Output the records in full, exactly as given.
──────── Exercise data ────────
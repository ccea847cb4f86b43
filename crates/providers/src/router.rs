//! Provider router: selects the oracle backend based on config.
//!
//! Handles provider creation and lookup by name.

use std::collections::HashMap;
use std::sync::Arc;
use std::time::Duration;

use crate::anthropic::AnthropicProvider;
use crate::openai_compat::OpenAiCompatProvider;
use rollcall_core::provider::Provider;
use tracing::{debug, warn};

/// Routes oracle requests to the correct provider.
pub struct ProviderRouter {
    providers: HashMap<String, Arc<dyn Provider>>,
    default_provider: String,
}

impl ProviderRouter {
    /// Create a new router with a default provider.
    pub fn new(default_provider: impl Into<String>) -> Self {
        Self {
            providers: HashMap::new(),
            default_provider: default_provider.into(),
        }
    }

    /// Register a provider.
    pub fn register(&mut self, name: impl Into<String>, provider: Arc<dyn Provider>) {
        self.providers.insert(name.into(), provider);
    }

    /// Get the default provider.
    pub fn default_provider(&self) -> Option<Arc<dyn Provider>> {
        self.providers.get(&self.default_provider).cloned()
    }

    /// Name of the default provider.
    pub fn default_name(&self) -> &str {
        &self.default_provider
    }

    /// Get a specific provider by name.
    pub fn get(&self, name: &str) -> Option<Arc<dyn Provider>> {
        self.providers.get(name).cloned()
    }

    /// List all registered provider names, sorted.
    pub fn list(&self) -> Vec<&str> {
        let mut names: Vec<&str> = self.providers.keys().map(|s| s.as_str()).collect();
        names.sort_unstable();
        names
    }
}

/// Build providers from configuration.
///
/// Every provider gets the matching request timeout, since a matching call
/// carries the whole roster and can run long. The default provider is
/// registered even when it has no `[providers.<name>]` table.
pub fn build_from_config(config: &rollcall_config::AppConfig) -> ProviderRouter {
    let timeout = Duration::from_secs(config.matching.request_timeout_secs);
    let mut router = ProviderRouter::new(&config.default_provider);

    let configured = config
        .providers
        .iter()
        .map(|(name, p)| (name.as_str(), p.api_key.as_deref(), p.api_url.as_deref()));
    let implicit_default = (!config.providers.contains_key(&config.default_provider))
        .then_some((config.default_provider.as_str(), None, None));

    for (name, api_key, api_url) in configured.chain(implicit_default) {
        let api_key = api_key.or(config.api_key.as_deref()).unwrap_or_default();
        router.register(name, build_provider(name, api_key, api_url, timeout));
    }

    debug!(providers = ?router.list(), default = %router.default_name(), "Providers registered");
    router
}

fn build_provider(
    name: &str,
    api_key: &str,
    api_url: Option<&str>,
    timeout: Duration,
) -> Arc<dyn Provider> {
    if name == "anthropic" {
        let provider = AnthropicProvider::with_timeout(api_key, timeout);
        return match api_url {
            Some(url) => Arc::new(provider.with_base_url(url)),
            None => Arc::new(provider),
        };
    }

    let base_url = match api_url.or_else(|| default_base_url(name)) {
        Some(url) => url,
        None => {
            warn!(provider = name, "No api_url for unknown provider, assuming a local server");
            LOCAL_FALLBACK_URL
        }
    };
    Arc::new(OpenAiCompatProvider::with_timeout(name, base_url, api_key, timeout))
}

const LOCAL_FALLBACK_URL: &str = "http://localhost:8000/v1";

/// Base URL of a well-known provider.
pub fn default_base_url(provider_name: &str) -> Option<&'static str> {
    let url = match provider_name {
        "openrouter" => "https://openrouter.ai/api/v1",
        "openai" => "https://api.openai.com/v1",
        "anthropic" => "https://api.anthropic.com",
        "ollama" => "http://localhost:11434/v1",
        "groq" => "https://api.groq.com/openai/v1",
        "together" => "https://api.together.xyz/v1",
        "vllm" => LOCAL_FALLBACK_URL,
        _ => return None,
    };
    Some(url)
}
────────
Completed task:
repository ccea847cb4f86b43
filename crates/providers/src/router.rs
//! Provider router: selects the oracle backend based on config.
//!
//! Handles provider creation and lookup by name.

use std::collections::HashMap;
use std::sync::Arc;
use std::time::Duration;

use crate::anthropic::AnthropicProvider;
use crate::openai_compat::OpenAiCompatProvider;
use rollcall_core::provider::Provider;
use tracing::{debug, warn};

/// Routes oracle requests to the correct provider.
pub struct ProviderRouter {
    providers: HashMap<String, Arc<dyn Provider>>,
    default_provider: String,
}

impl ProviderRouter {
    /// Create a new router with a default provider.
    pub fn new(default_provider: impl Into<String>) -> Self {
        Self {
            providers: HashMap::new(),
            default_provider: default_provider.into(),
        }
    }

    /// Register a provider.
    pub fn register(&mut self, name: impl Into<String>, provider: Arc<dyn Provider>) {
        self.providers.insert(name.into(), provider);
    }

    /// Get the default provider.
    pub fn default_provider(&self) -> Option<Arc<dyn Provider>> {
        self.providers.get(&self.default_provider).cloned()
    }

    /// Name of the default provider.
    pub fn default_name(&self) -> &str {
        &self.default_provider
    }

    /// Get a specific provider by name.
    pub fn get(&self, name: &str) -> Option<Arc<dyn Provider>> {
        self.providers.get(name).cloned()
    }

    /// List all registered provider names, sorted.
    pub fn list(&self) -> Vec<&str> {
        let mut names: Vec<&str> = self.providers.keys().map(|s| s.as_str()).collect();
        names.sort_unstable();
        names
    }
}

/// Build providers from configuration.
///
/// Every provider gets the matching request timeout, since a matching call
/// carries the whole roster and can run long. The default provider is
/// registered even when it has no `[providers.<name>]` table.
pub fn build_from_config(config: &rollcall_config::AppConfig) -> ProviderRouter {
    let timeout = Duration::from_secs(config.matching.request_timeout_secs);
    let mut router = ProviderRouter::new(&config.default_provider);

    let configured = config
        .providers
        .iter()
        .map(|(name, p)| (name.as_str(), p.api_key.as_deref(), p.api_url.as_deref()));
    let implicit_default = (!config.providers.contains_key(&config.default_provider))
        .then_some((config.default_provider.as_str(), None, None));

    for (name, api_key, api_url) in configured.chain(implicit_default) {
        let api_key = api_key.or(config.api_key.as_deref()).unwrap_or_default();
        router.register(name, build_provider(name, api_key, api_url, timeout));
    }

    debug!(providers = ?router.list(), default = %router.default_name(), "Providers registered");
    router
}

fn build_provider(
    name: &str,
    api_key: &str,
    api_url: Option<&str>,
    timeout: Duration,
) -> Arc<dyn Provider> {
    if name == "anthropic" {
        let provider = AnthropicProvider::with_timeout(api_key, timeout);
        return match api_url {
            Some(url) => Arc::new(provider.with_base_url(url)),
            None => Arc::new(provider),
        };
    }

    let base_url = match api_url.or_else(|| default_base_url(name)) {
        Some(url) => url,
        None => {
            warn!(provider = name, "No api_url for unknown provider, assuming a local server");
            LOCAL_FALLBACK_URL
        }
    };
    Arc::new(OpenAiCompatProvider::with_timeout(name, base_url, api_key, timeout))
}

const LOCAL_FALLBACK_URL: &str = "http://localhost:8000/v1";

/// Base URL of a well-known provider.
pub fn default_base_url(provider_name: &str) -> Option<&'static str> {
    let url = match provider_name {
        "openrouter" => "https://openrouter.ai/api/v1",
        "openai" => "https://api.openai.com/v1",
        "anthropic" => "https://api.anthropic.com",
        "ollama" => "http://localhost:11434/v1",
        "groq" => "https://api.groq.com/openai/v1",
        "together" => "https://api.together.xyz/v1",
        "vllm" => LOCAL_FALLBACK_URL,
        _ => return None,
    };
    Some(url)
}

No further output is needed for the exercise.